* DATASET RECORDS:
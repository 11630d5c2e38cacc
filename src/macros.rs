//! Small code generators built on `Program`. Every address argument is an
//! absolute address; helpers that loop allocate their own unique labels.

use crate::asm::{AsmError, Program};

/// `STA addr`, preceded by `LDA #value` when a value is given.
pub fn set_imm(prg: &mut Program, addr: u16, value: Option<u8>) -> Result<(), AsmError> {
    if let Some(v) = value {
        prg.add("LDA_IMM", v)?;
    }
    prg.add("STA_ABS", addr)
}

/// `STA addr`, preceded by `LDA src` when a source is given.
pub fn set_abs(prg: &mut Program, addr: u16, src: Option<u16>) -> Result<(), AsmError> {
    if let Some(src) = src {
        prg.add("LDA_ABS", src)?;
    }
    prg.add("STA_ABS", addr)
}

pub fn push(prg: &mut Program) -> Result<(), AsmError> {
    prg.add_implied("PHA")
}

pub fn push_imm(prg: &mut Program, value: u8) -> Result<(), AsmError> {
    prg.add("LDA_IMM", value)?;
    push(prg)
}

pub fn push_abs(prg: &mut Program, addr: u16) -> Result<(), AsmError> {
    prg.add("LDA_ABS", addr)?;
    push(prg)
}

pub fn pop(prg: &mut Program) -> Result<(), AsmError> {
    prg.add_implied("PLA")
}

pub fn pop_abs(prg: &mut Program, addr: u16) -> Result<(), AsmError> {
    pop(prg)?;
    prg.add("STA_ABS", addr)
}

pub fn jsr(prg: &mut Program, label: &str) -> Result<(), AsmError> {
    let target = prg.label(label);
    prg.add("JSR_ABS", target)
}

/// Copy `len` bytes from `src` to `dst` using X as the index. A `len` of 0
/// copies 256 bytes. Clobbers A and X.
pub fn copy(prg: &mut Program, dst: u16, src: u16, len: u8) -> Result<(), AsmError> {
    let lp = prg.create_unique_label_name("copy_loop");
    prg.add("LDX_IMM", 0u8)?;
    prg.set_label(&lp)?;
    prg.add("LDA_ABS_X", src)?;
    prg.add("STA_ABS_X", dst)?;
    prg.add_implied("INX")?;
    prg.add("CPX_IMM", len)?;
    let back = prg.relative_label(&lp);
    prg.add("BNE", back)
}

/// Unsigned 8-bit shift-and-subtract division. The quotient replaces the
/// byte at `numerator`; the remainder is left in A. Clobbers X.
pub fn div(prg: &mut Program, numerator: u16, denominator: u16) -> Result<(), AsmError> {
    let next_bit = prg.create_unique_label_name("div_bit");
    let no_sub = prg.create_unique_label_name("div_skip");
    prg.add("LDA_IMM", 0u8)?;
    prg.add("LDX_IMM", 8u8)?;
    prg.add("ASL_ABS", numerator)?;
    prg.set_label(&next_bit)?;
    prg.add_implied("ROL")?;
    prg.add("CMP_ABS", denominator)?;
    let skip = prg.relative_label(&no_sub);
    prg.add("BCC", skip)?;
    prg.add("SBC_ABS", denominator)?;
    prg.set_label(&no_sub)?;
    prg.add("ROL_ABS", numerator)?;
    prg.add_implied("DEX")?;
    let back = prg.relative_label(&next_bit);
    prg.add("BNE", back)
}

* INSTRUCTIONS FOR THE TASK:
In the entries above, count each line holding "given" and report the total and nothing more.

* SOLUTION TO THIS EXERCISE:
2